Vencedora do Oscar de Melhor Direção, Chloé Zhao (Nomadland) imprime sua característica estética naturalista e o uso magistral da luz natural no drama histórico Hamnet: A Vida Antes de Hamlet (Hamnet). O longa é estrelado por Jessie Buckley (A Filha Perdida) e Paul Mescal (Gladiador II), responsáveis por trazerem atuações que traduzem com crueza a conexão visceral e o luto entre Agnes Hathaway e William Shakespeare. Adaptado do premiado best-seller de mesmo nome e escrito por Maggie O’Farrell, o filme é um presente para os fãs da obra, que encontrarão uma tradução visual sensível para o ambiente doméstico e o processo criativo que culminaria em uma das peças mais famosas do mundo. Não à toa, Hamnet venceu o Globo de Ouro de Melhor Filme de Drama e Melhor Atriz em Filme de Drama pela brilhante performance de Buckley.
Gladiador II (Gladiator II) é a esperada sequência, quase um quarto de século depois, de um dos filmes mais aclamados e amados na filmografia de Ridley Scott, o original Gladiador. Com esse histórico, e após uma sequência irregular do diretor que inclui Casa Gucci e Napoleão, havia muita expectativa sobre esta segunda parte, que consegue cumprir, embora não inove.
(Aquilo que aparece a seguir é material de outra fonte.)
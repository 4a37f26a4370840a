//! Registry of `CO_SIM_*` run time variables
//!
//! The registry is the single source of truth for variable values during one run. It starts out
//! with the [RECOGNIZED] names (all unset, except [CO_SIM_EMPTY]) and grows only through
//! [VariableRegistry::derive_from_mapping], [VariableRegistry::define] and the cluster run time
//! variables. [VariableRegistry::set] and [VariableRegistry::bulk_import] never create names.
use crate::cluster::{self, ClusterError};
use crate::environment::{Environment, ProcessEnvironment};
use crate::resolver::ReferenceResolver;
use crate::value::{ConfigValue, Dictionary};

pub const CO_SIM_ACTIONS_PATH: &str = "CO_SIM_ACTIONS_PATH";
pub const CO_SIM_EMPTY: &str = "CO_SIM_EMPTY";
pub const CO_SIM_EXECUTION_ENVIRONMENT: &str = "CO_SIM_EXECUTION_ENVIRONMENT";
pub const CO_SIM_LAUNCHER: &str = "CO_SIM_LAUNCHER";
pub const CO_SIM_MODULES_ROOT_PATH: &str = "CO_SIM_MODULES_ROOT_PATH";
pub const CO_SIM_PARAMETERS_PATH: &str = "CO_SIM_PARAMETERS_PATH";
pub const CO_SIM_RESULTS_PATH: &str = "CO_SIM_RESULTS_PATH";
pub const CO_SIM_ROOT_PATH: &str = "CO_SIM_ROOT_PATH";
pub const CO_SIM_ROUTINES_PATH: &str = "CO_SIM_ROUTINES_PATH";
pub const CO_SIM_USE_CASE_ROOT_PATH: &str = "CO_SIM_USE_CASE_ROOT_PATH";
pub const CO_SIM_COMMUNICATION_SETTINGS_PATH: &str = "CO_SIM_COMMUNICATION_SETTINGS_PATH";
pub const CO_SIM_COMMUNICATION_SETTINGS_XML: &str = "CO_SIM_COMMUNICATION_SETTINGS_XML";
pub const CO_SIM_SLURM_NNODES: &str = "CO_SIM_SLURM_NNODES";

/// Names every registry knows about from the start
pub const RECOGNIZED: &[(&str, &str)] = &[
    (CO_SIM_ACTIONS_PATH, "path to the action xml files"),
    (CO_SIM_EMPTY, "empty string, marks an argument to be dropped"),
    (CO_SIM_EXECUTION_ENVIRONMENT, "execution environment <LOCAL|CLUSTER>"),
    (CO_SIM_LAUNCHER, "launcher binary, mpirun or srun"),
    (CO_SIM_MODULES_ROOT_PATH, "location of the co-simulation module repositories"),
    (CO_SIM_PARAMETERS_PATH, "location of the parameter files"),
    (CO_SIM_RESULTS_PATH, "results directory"),
    (CO_SIM_ROOT_PATH, "base path other locations refer to"),
    (CO_SIM_ROUTINES_PATH, "location of the routines source code"),
    (CO_SIM_USE_CASE_ROOT_PATH, "use case root directory"),
    (CO_SIM_COMMUNICATION_SETTINGS_PATH, "location of the communication settings"),
    (CO_SIM_COMMUNICATION_SETTINGS_XML, "communication settings xml file"),
];

#[derive(Debug, Clone, PartialEq)]
pub struct Variable {
    pub name: String,
    pub description: String,
    pub value: ConfigValue,
}

/// Execution environment selected by [CO_SIM_EXECUTION_ENVIRONMENT]
#[derive(Debug, Clone, Copy, PartialEq, Eq)]
pub enum ExecutionEnvironment {
    Local,
    Cluster,
}

impl ExecutionEnvironment {
    pub fn launcher(&self) -> &'static str {
        match self {
            ExecutionEnvironment::Local => "mpirun",
            ExecutionEnvironment::Cluster => "srun",
        }
    }
}

impl std::str::FromStr for ExecutionEnvironment {
    type Err = VariableError;

    fn from_str(s: &str) -> Result<Self, Self::Err> {
        match s.to_uppercase().as_str() {
            "LOCAL" => Ok(ExecutionEnvironment::Local),
            "CLUSTER" => Ok(ExecutionEnvironment::Cluster),
            _ => Err(VariableError::InvalidEnvironment(s.to_string())),
        }
    }
}

/// Keys [VariableRegistry::bulk_import] did not accept
#[derive(Debug, Default, PartialEq)]
pub struct ImportReport {
    pub skipped: Vec<String>,
}

impl ImportReport {
    pub fn is_complete(&self) -> bool {
        self.skipped.is_empty()
    }
}

pub struct VariableRegistry {
    variables: indexmap::IndexMap<String, Variable>,
    environment: Box<dyn Environment>,
}

impl VariableRegistry {
    pub fn new() -> Self {
        Self::with_environment(ProcessEnvironment)
    }

    /// Registry that reads `${...}` placeholders and SLURM variables from `environment`
    pub fn with_environment(environment: impl Environment + 'static) -> Self {
        let mut variables: indexmap::IndexMap<String, Variable> = Default::default();
        for (name, description) in RECOGNIZED {
            let value = if *name == CO_SIM_EMPTY {
                ConfigValue::from("")
            } else {
                ConfigValue::Null
            };

            variables.insert(
                name.to_string(),
                Variable {
                    name: name.to_string(),
                    description: description.to_string(),
                    value,
                },
            );
        }

        Self {
            variables,
            environment: Box::new(environment),
        }
    }

    pub fn environment(&self) -> &dyn Environment {
        self.environment.as_ref()
    }

    pub fn contains(&self, name: &str) -> bool {
        self.variables.contains_key(name)
    }

    pub fn variables(&self) -> impl Iterator<Item = &Variable> {
        self.variables.values()
    }

    pub fn get(&self, name: &str) -> Result<&ConfigValue, VariableError> {
        self.lookup(name)
            .ok_or_else(|| VariableError::UnknownVariable(name.to_string()))
    }

    pub(crate) fn lookup(&self, name: &str) -> Option<&ConfigValue> {
        self.variables.get(name).map(|variable| &variable.value)
    }

    /// Value of the empty-argument marker, see [CO_SIM_EMPTY]
    pub fn empty_sentinel(&self) -> String {
        self.lookup(CO_SIM_EMPTY)
            .and_then(ConfigValue::to_token)
            .unwrap_or_default()
    }

    /// Assign a value to an already known variable, the value is stored as it is
    pub fn set(&mut self, name: &str, value: impl Into<ConfigValue>) -> Result<(), VariableError> {
        let Some(variable) = self.variables.get_mut(name) else {
            tracing::error!(%name, "variable has not been declared");
            return Err(VariableError::UnknownVariable(name.to_string()));
        };

        variable.value = value.into();
        Ok(())
    }

    /// Register a new variable, or overwrite an existing one
    pub fn define(
        &mut self,
        name: impl Into<String>,
        description: impl Into<String>,
        value: impl Into<ConfigValue>,
    ) {
        let name = name.into();
        let variable = Variable {
            name: name.clone(),
            description: description.into(),
            value: value.into(),
        };

        tracing::debug!(name=%variable.name, value=%variable.value, "variable defined");
        self.variables.insert(name, variable);
    }

    /// Assign values to known variables in declaration order
    ///
    /// References in each incoming value are resolved against the registry as it is at that
    /// moment. Unknown keys are reported and skipped.
    pub fn bulk_import(&mut self, mapping: &Dictionary) -> Result<ImportReport, VariableError> {
        let mut report = ImportReport::default();

        for (key, value) in mapping {
            if !self.contains(key) {
                tracing::warn!(%key, "not a recognized co-simulation variable, skipped");
                report.skipped.push(key.clone());
                continue;
            }

            let resolved = ReferenceResolver::new(self).resolve_value(value)?;
            self.set(key, resolved)?;
        }

        Ok(report)
    }

    /// Like [VariableRegistry::bulk_import], but unknown keys become new variables
    pub fn derive_from_mapping(&mut self, mapping: &Dictionary) -> Result<(), VariableError> {
        for (key, value) in mapping {
            let resolved = ReferenceResolver::new(self).resolve_value(value)?;
            match self.variables.get_mut(key) {
                Some(variable) => variable.value = resolved,
                None => self.define(key.clone(), "created on run time", resolved),
            }
        }

        Ok(())
    }

    /// Resolve references in `text` against the current state
    pub fn resolve(&self, text: &str) -> Result<String, VariableError> {
        ReferenceResolver::new(self).resolve(text)
    }

    /// Set [CO_SIM_LAUNCHER] according to [CO_SIM_EXECUTION_ENVIRONMENT]
    ///
    /// On a cluster the SLURM allocation is read from the environment and one
    /// `CO_SIM_SLURM_NODE_###` variable is created per allocated node.
    pub fn create_cluster_runtime_variables(
        &mut self,
    ) -> Result<ExecutionEnvironment, VariableError> {
        let execution_environment = match self.get(CO_SIM_EXECUTION_ENVIRONMENT)? {
            ConfigValue::String(value) => value.parse::<ExecutionEnvironment>()?,
            other => {
                tracing::error!(value=%other, "execution environment must be LOCAL or CLUSTER");
                return Err(VariableError::InvalidEnvironment(other.to_string()));
            }
        };

        self.define(
            CO_SIM_LAUNCHER,
            "launcher created on run time",
            execution_environment.launcher(),
        );

        if execution_environment == ExecutionEnvironment::Cluster {
            self.create_slurm_variables()?;
        }

        Ok(execution_environment)
    }

    fn create_slurm_variables(&mut self) -> Result<(), VariableError> {
        let node_count = self
            .environment
            .var("SLURM_NNODES")
            .ok_or(ClusterError::NodeCountNotSet)?;
        let node_count: usize = node_count
            .trim()
            .parse()
            .map_err(|_| ClusterError::InvalidNodeCount(node_count.clone()))?;
        let node_list = self
            .environment
            .var("SLURM_NODELIST")
            .ok_or(ClusterError::NodeListNotSet)?;

        let nodes = cluster::expand(&node_list, node_count)?;
        tracing::info!(%node_list, node_count, "SLURM allocation found");

        self.define(CO_SIM_SLURM_NNODES, "SLURM_NNODES", node_count as i64);
        for node in nodes {
            let description = format!("SLURM compute node hostname {}", node.variable);
            self.define(node.variable, description, node.hostname);
        }

        Ok(())
    }
}

impl Default for VariableRegistry {
    fn default() -> Self {
        Self::new()
    }
}

impl std::fmt::Debug for VariableRegistry {
    fn fmt(&self, f: &mut std::fmt::Formatter<'_>) -> std::fmt::Result {
        f.debug_struct("VariableRegistry")
            .field("variables", &self.variables)
            .finish_non_exhaustive()
    }
}

#[derive(thiserror::Error, Debug, PartialEq)]
pub enum VariableError {
    #[error("{0} is not a declared co-simulation variable")]
    UnknownVariable(String),
    #[error("{token} is referenced in {text:?} but has no value")]
    UnresolvedVariable { token: String, text: String },
    #[error("CO_SIM_EXECUTION_ENVIRONMENT is {0:?}, expected <LOCAL|CLUSTER>")]
    InvalidEnvironment(String),
    #[error(transparent)]
    Cluster(#[from] ClusterError),
}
A história, situada décadas após o original, segue um guerreiro da Núbia chamado Hanno (Paul Mescal), que se vê forçado a lutar como gladiador quando o reino norte-africano é conquistado pelo general romano Acácio (Pedro Pascal). No entanto, o Império Romano está em conflito por conta do governo corrupto dos dois imperadores gêmeos, e entram em jogo o verdadeiro linaje de Hanno, as afiliações de Acácio e as ambições do misterioso traficante de escravos Macrino (Denzel Washington). A estrutura narrativa é quase a mesma, e embora Scott e o roteirista David Scarpa introduzam diferentes perspectivas sobre a natureza do poder, no fundo, estamos diante de uma história de vingança muito semelhante à anterior. No entanto, é igualmente ou ainda mais espetacular que o original, então, se você é fã do clássico, é quase certo que vai gostar da sequência.
Durante uma hora de projeção, ‘Criaturas do Senhor’ apenas engatinha. Mostra, essencialmente, como é a rotina de uma pequena vila de pescadores na Escócia, com o olhar do espectador principalmente pousado em um núcleo familiar em movimentação. O jovem Brian (Paul Mescal) voltou para casa após meses longe, a trabalho, e não é tão bem recebido quanto esperado: ainda que a mãe (Emily Watson) o trate a pão de ló, o pai não quer sua presença por lá. As coisas pioram, porém, por volta dos 50 minutos de filme: um crime acontece na vila, afetando diretamente essa família, e uma dúvida recai na mãe. Qual deverá ser sua atitude? A partir daí, as diretoras Saela Davis e Anna Rose Holmer (‘The Fits’) mergulham esse vilarejo em um típico filme recheado de tensão, com toques de suspense, trazendo questionamentos interessantes sobre ética, família e culpa.
Eleito um dos 100 melhores filmes do século pela New York Times. Aftersun é um daqueles filmes com uma trama extremamente simples que, no entanto, esconde um poder devastador. O longa-metragem de estreia da cineasta Charlotte Wells é a história de uma menina de 11 anos e suas boas lembranças de suas últimas férias com o pai em um resort de praia turco. Isso é o suficiente para uma experiência cinematográfica profundamente comovente, tão visualmente poética quanto narrativamente dolorosa, em um retrato de uma família quebrada e prestes a mudar para sempre.